Uncertainty over the reauthorisation of the Terrorism Risk Insurance Act (TRIA) in the US is increasing the demand for terrorism reinsurance coverage, according to Frank Nutter, President of the Reinsurance Association of America (RAA).
Speaking at the US Treasury’s Advisory Committee on Risk-Sharing Mechanisms (ACRSM), Nutter observed that the reinsurance market has been “pretty stable” since the last reauthorisation of the Act in 2015.
Market participants have been vocal about the value of TRIA as one of those stabilising factors, he added.
However, with the Act currently set to expire in January 2020 and no guarantee yet received from Congress that it will be renewed, demand for terrorism reinsurance has risen, the RAA believes.
“The uncertainty around the reauthorisation of the program (TRIA) is driving some demand,” Nutter said. “And if the uncertainty continues it’s likely to continue to drive demand.”

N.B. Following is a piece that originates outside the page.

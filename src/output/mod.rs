//! Output module: console formatting, CSV reports and aggregate insights

pub mod formatter;
pub mod insights;
pub mod report;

“Notably for smaller companies where there’s concern about exposure to their capital and surplus in the case of an event,” he explained.
“If the program lapses, what you’re likely to see according to market participants, is a real focus on preferred locations and even greater sensitivity about aggregate losses.”
TRIA was signed into law in 2002 as a way to create a federal backstop for insurance claims related to acts of terror.
It was enacted in response to the September 11, 2001 attacks, which changed the landscape for terrorism risk insurance and forced many insurers to pull out of the market.
A lack of insurance is thought to have contributed to a stagnation in the US economy at this time, particularly in the construction, travel and tourism, and real estate finance sectors.
The program was originally set to expire on December 31, 2005, but was extended to 2007, and then again to 2014. The act expired on December 31, 2014, but was later renewed at the start of the next congress.
Nutter told ACRSM members that the vast majority of program coverage in the private market are property casualty treaties, aggregate covers and individual risk covers.
The standalone market has largely retrenched in recent years, he noted, and coverage for domestic terrorism has also increased somewhat.
“The capacity is really a function of exposures in major cities,” Nutter said. “Reinsurance companies more focused underwriting, more sensitivity about aggregates and concerns about either sublimits looking at various scenarios are a pretty common part of the dialogue in the industry.”
He continued: “For regional companies, in terms of smaller companies, coverage for acts of terrorism in the reinsurance market has not been a problem unless of course the company has a particular focus in a major urban area in which case the same conditions would apply.”
The Advisory Committee is supposed to deliver advice and recommendations to the Federal Insurance Office (FIO) with respect to the creation and development of non-governmental, private market risk-sharing mechanisms for protection against losses arising from acts of terrorism.